● **Aim of the task**
Every entry needs to be written out again exactly.

------ Provided entries

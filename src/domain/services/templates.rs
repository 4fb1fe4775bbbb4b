use std::sync::Arc;
use serde_json::Value;
use tera::{Context, Tera};
use crate::error::AppError;

/// Every email the platform sends, one per (lifecycle event, recipient role).
#[derive(Debug, Clone, Copy, PartialEq, Eq, Hash)]
pub enum EmailTemplate {
    NewBookingClient,
    NewBookingBusiness,
    CancellationClient,
    CancellationBusiness,
    NoShowClient,
    NoShowBusiness,
    ReminderClient,
    RescheduleClient,
    RescheduleBusiness,
}

impl EmailTemplate {
    pub const ALL: [EmailTemplate; 9] = [
        EmailTemplate::NewBookingClient,
        EmailTemplate::NewBookingBusiness,
        EmailTemplate::CancellationClient,
        EmailTemplate::CancellationBusiness,
        EmailTemplate::NoShowClient,
        EmailTemplate::NoShowBusiness,
        EmailTemplate::ReminderClient,
        EmailTemplate::RescheduleClient,
        EmailTemplate::RescheduleBusiness,
    ];

    /// Public name, used in `/emails/{kind}` and as the ledger template id.
    pub fn slug(&self) -> &'static str {
        match self {
            EmailTemplate::NewBookingClient => "new-booking",
            EmailTemplate::NewBookingBusiness => "new-booking-business",
            EmailTemplate::CancellationClient => "cancellation",
            EmailTemplate::CancellationBusiness => "cancellation-business",
            EmailTemplate::NoShowClient => "no-show",
            EmailTemplate::NoShowBusiness => "no-show-business",
            EmailTemplate::ReminderClient => "reminder",
            EmailTemplate::RescheduleClient => "reschedule",
            EmailTemplate::RescheduleBusiness => "reschedule-business",
        }
    }

    pub fn from_slug(slug: &str) -> Option<Self> {
        Self::ALL.into_iter().find(|t| t.slug() == slug)
    }

    fn body_name(&self) -> &'static str {
        match self {
            EmailTemplate::NewBookingClient => "new_booking_client.html",
            EmailTemplate::NewBookingBusiness => "new_booking_business.html",
            EmailTemplate::CancellationClient => "cancellation_client.html",
            EmailTemplate::CancellationBusiness => "cancellation_business.html",
            EmailTemplate::NoShowClient => "no_show_client.html",
            EmailTemplate::NoShowBusiness => "no_show_business.html",
            EmailTemplate::ReminderClient => "reminder_client.html",
            EmailTemplate::RescheduleClient => "reschedule_client.html",
            EmailTemplate::RescheduleBusiness => "reschedule_business.html",
        }
    }

    fn body_source(&self) -> &'static str {
        match self {
            EmailTemplate::NewBookingClient => include_str!("../../../templates/email/new_booking_client.html"),
            EmailTemplate::NewBookingBusiness => include_str!("../../../templates/email/new_booking_business.html"),
            EmailTemplate::CancellationClient => include_str!("../../../templates/email/cancellation_client.html"),
            EmailTemplate::CancellationBusiness => include_str!("../../../templates/email/cancellation_business.html"),
            EmailTemplate::NoShowClient => include_str!("../../../templates/email/no_show_client.html"),
            EmailTemplate::NoShowBusiness => include_str!("../../../templates/email/no_show_business.html"),
            EmailTemplate::ReminderClient => include_str!("../../../templates/email/reminder_client.html"),
            EmailTemplate::RescheduleClient => include_str!("../../../templates/email/reschedule_client.html"),
            EmailTemplate::RescheduleBusiness => include_str!("../../../templates/email/reschedule_business.html"),
        }
    }

    // Subjects are plain text, so they are registered without an .html suffix to skip autoescaping.
    fn subject_source(&self) -> &'static str {
        match self {
            EmailTemplate::NewBookingClient => "Reserva registrada en {{ business_name | default(value=\"tu negocio\") }}",
            EmailTemplate::NewBookingBusiness => "Nueva cita: {{ client_name | default(value=\"cliente\") }} el {{ date | default(value=\"\") }}",
            EmailTemplate::CancellationClient => "Tu cita en {{ business_name | default(value=\"tu negocio\") }} ha sido cancelada",
            EmailTemplate::CancellationBusiness => "Cita cancelada: {{ client_name | default(value=\"cliente\") }} el {{ date | default(value=\"\") }}",
            EmailTemplate::NoShowClient => "No asististe a tu cita en {{ business_name | default(value=\"tu negocio\") }}",
            EmailTemplate::NoShowBusiness => "Inasistencia: {{ client_name | default(value=\"cliente\") }} el {{ date | default(value=\"\") }}",
            EmailTemplate::ReminderClient => "Recordatorio: tu cita en {{ business_name | default(value=\"tu negocio\") }}",
            EmailTemplate::RescheduleClient => "Tu cita en {{ business_name | default(value=\"tu negocio\") }} ha cambiado",
            EmailTemplate::RescheduleBusiness => "Cita reprogramada: {{ client_name | default(value=\"cliente\") }}",
        }
    }

    fn subject_name(&self) -> String {
        format!("{}.subject", self.slug())
    }
}

const PARTIALS: [(&str, &str); 3] = [
    ("_summary.html", include_str!("../../../templates/email/_summary.html")),
    ("_client_contact.html", include_str!("../../../templates/email/_client_contact.html")),
    ("_reschedule_changes.html", include_str!("../../../templates/email/_reschedule_changes.html")),
];

/// Compiles all bodies and subjects into one Tera instance. Run once at startup.
pub fn load_templates() -> Result<Tera, AppError> {
    let mut sources: Vec<(String, &'static str)> = PARTIALS
        .iter()
        .map(|(name, src)| (name.to_string(), *src))
        .collect();
    for template in EmailTemplate::ALL {
        sources.push((template.body_name().to_string(), template.body_source()));
        sources.push((template.subject_name(), template.subject_source()));
    }

    let mut tera = Tera::default();
    tera.add_raw_templates(sources)
        .map_err(|e| AppError::Configuration(format!("Invalid email template: {}", e)))?;
    Ok(tera)
}

#[derive(Debug, Clone, PartialEq)]
pub struct RenderedEmail {
    pub subject: String,
    pub html: String,
}

#[derive(Clone)]
pub struct EmailRenderer {
    tera: Arc<Tera>,
}

impl EmailRenderer {
    pub fn new(tera: Arc<Tera>) -> Self {
        Self { tera }
    }

    pub fn render(&self, template: EmailTemplate, data: &Value) -> Result<RenderedEmail, AppError> {
        let context = Context::from_value(data.clone())
            .map_err(|_| AppError::Validation("Template data must be a JSON object".into()))?;

        let html = self.tera.render(template.body_name(), &context)
            .map_err(|e| AppError::Validation(format!("Could not render '{}' email: {}", template.slug(), e)))?;
        let subject = self.tera.render(&template.subject_name(), &context)
            .map_err(|e| AppError::Validation(format!("Could not render '{}' subject: {}", template.slug(), e)))?;

        Ok(RenderedEmail { subject: subject.trim().to_string(), html })
    }
}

------------

● **Answer box**
filename src/domain/services/templates.rs
repository 4fb1fe4775bbbb4b
use std::sync::Arc;
use serde_json::Value;
use tera::{Context, Tera};
use crate::error::AppError;

/// Every email the platform sends, one per (lifecycle event, recipient role).
#[derive(Debug, Clone, Copy, PartialEq, Eq, Hash)]
pub enum EmailTemplate {
    NewBookingClient,
    NewBookingBusiness,
    CancellationClient,
    CancellationBusiness,
    NoShowClient,
    NoShowBusiness,
    ReminderClient,
    RescheduleClient,
    RescheduleBusiness,
}

impl EmailTemplate {
    pub const ALL: [EmailTemplate; 9] = [
        EmailTemplate::NewBookingClient,
        EmailTemplate::NewBookingBusiness,
        EmailTemplate::CancellationClient,
        EmailTemplate::CancellationBusiness,
        EmailTemplate::NoShowClient,
        EmailTemplate::NoShowBusiness,
        EmailTemplate::ReminderClient,
        EmailTemplate::RescheduleClient,
        EmailTemplate::RescheduleBusiness,
    ];

    /// Public name, used in `/emails/{kind}` and as the ledger template id.
    pub fn slug(&self) -> &'static str {
        match self {
            EmailTemplate::NewBookingClient => "new-booking",
            EmailTemplate::NewBookingBusiness => "new-booking-business",
            EmailTemplate::CancellationClient => "cancellation",
            EmailTemplate::CancellationBusiness => "cancellation-business",
            EmailTemplate::NoShowClient => "no-show",
            EmailTemplate::NoShowBusiness => "no-show-business",
            EmailTemplate::ReminderClient => "reminder",
            EmailTemplate::RescheduleClient => "reschedule",
            EmailTemplate::RescheduleBusiness => "reschedule-business",
        }
    }

    pub fn from_slug(slug: &str) -> Option<Self> {
        Self::ALL.into_iter().find(|t| t.slug() == slug)
    }

    fn body_name(&self) -> &'static str {
        match self {
            EmailTemplate::NewBookingClient => "new_booking_client.html",
            EmailTemplate::NewBookingBusiness => "new_booking_business.html",
            EmailTemplate::CancellationClient => "cancellation_client.html",
            EmailTemplate::CancellationBusiness => "cancellation_business.html",
            EmailTemplate::NoShowClient => "no_show_client.html",
            EmailTemplate::NoShowBusiness => "no_show_business.html",
            EmailTemplate::ReminderClient => "reminder_client.html",
            EmailTemplate::RescheduleClient => "reschedule_client.html",
            EmailTemplate::RescheduleBusiness => "reschedule_business.html",
        }
    }

    fn body_source(&self) -> &'static str {
        match self {
            EmailTemplate::NewBookingClient => include_str!("../../../templates/email/new_booking_client.html"),
            EmailTemplate::NewBookingBusiness => include_str!("../../../templates/email/new_booking_business.html"),
            EmailTemplate::CancellationClient => include_str!("../../../templates/email/cancellation_client.html"),
            EmailTemplate::CancellationBusiness => include_str!("../../../templates/email/cancellation_business.html"),
            EmailTemplate::NoShowClient => include_str!("../../../templates/email/no_show_client.html"),
            EmailTemplate::NoShowBusiness => include_str!("../../../templates/email/no_show_business.html"),
            EmailTemplate::ReminderClient => include_str!("../../../templates/email/reminder_client.html"),
            EmailTemplate::RescheduleClient => include_str!("../../../templates/email/reschedule_client.html"),
            EmailTemplate::RescheduleBusiness => include_str!("../../../templates/email/reschedule_business.html"),
        }
    }

    // Subjects are plain text, so they are registered without an .html suffix to skip autoescaping.
    fn subject_source(&self) -> &'static str {
        match self {
            EmailTemplate::NewBookingClient => "Reserva registrada en {{ business_name | default(value=\"tu negocio\") }}",
            EmailTemplate::NewBookingBusiness => "Nueva cita: {{ client_name | default(value=\"cliente\") }} el {{ date | default(value=\"\") }}",
            EmailTemplate::CancellationClient => "Tu cita en {{ business_name | default(value=\"tu negocio\") }} ha sido cancelada",
            EmailTemplate::CancellationBusiness => "Cita cancelada: {{ client_name | default(value=\"cliente\") }} el {{ date | default(value=\"\") }}",
            EmailTemplate::NoShowClient => "No asististe a tu cita en {{ business_name | default(value=\"tu negocio\") }}",
            EmailTemplate::NoShowBusiness => "Inasistencia: {{ client_name | default(value=\"cliente\") }} el {{ date | default(value=\"\") }}",
            EmailTemplate::ReminderClient => "Recordatorio: tu cita en {{ business_name | default(value=\"tu negocio\") }}",
            EmailTemplate::RescheduleClient => "Tu cita en {{ business_name | default(value=\"tu negocio\") }} ha cambiado",
            EmailTemplate::RescheduleBusiness => "Cita reprogramada: {{ client_name | default(value=\"cliente\") }}",
        }
    }

    fn subject_name(&self) -> String {
        format!("{}.subject", self.slug())
    }
}

const PARTIALS: [(&str, &str); 3] = [
    ("_summary.html", include_str!("../../../templates/email/_summary.html")),
    ("_client_contact.html", include_str!("../../../templates/email/_client_contact.html")),
    ("_reschedule_changes.html", include_str!("../../../templates/email/_reschedule_changes.html")),
];

/// Compiles all bodies and subjects into one Tera instance. Run once at startup.
pub fn load_templates() -> Result<Tera, AppError> {
    let mut sources: Vec<(String, &'static str)> = PARTIALS
        .iter()
        .map(|(name, src)| (name.to_string(), *src))
        .collect();
    for template in EmailTemplate::ALL {
        sources.push((template.body_name().to_string(), template.body_source()));
        sources.push((template.subject_name(), template.subject_source()));
    }

    let mut tera = Tera::default();
    tera.add_raw_templates(sources)
        .map_err(|e| AppError::Configuration(format!("Invalid email template: {}", e)))?;
    Ok(tera)
}

#[derive(Debug, Clone, PartialEq)]
pub struct RenderedEmail {
    pub subject: String,
    pub html: String,
}

#[derive(Clone)]
pub struct EmailRenderer {
    tera: Arc<Tera>,
}

impl EmailRenderer {
    pub fn new(tera: Arc<Tera>) -> Self {
        Self { tera }
    }

    pub fn render(&self, template: EmailTemplate, data: &Value) -> Result<RenderedEmail, AppError> {
        let context = Context::from_value(data.clone())
            .map_err(|_| AppError::Validation("Template data must be a JSON object".into()))?;

        let html = self.tera.render(template.body_name(), &context)
            .map_err(|e| AppError::Validation(format!("Could not render '{}' email: {}", template.slug(), e)))?;
        let subject = self.tera.render(&template.subject_name(), &context)
            .map_err(|e| AppError::Validation(format!("Could not render '{}' subject: {}", template.slug(), e)))?;

        Ok(RenderedEmail { subject: subject.trim().to_string(), html })
    }
}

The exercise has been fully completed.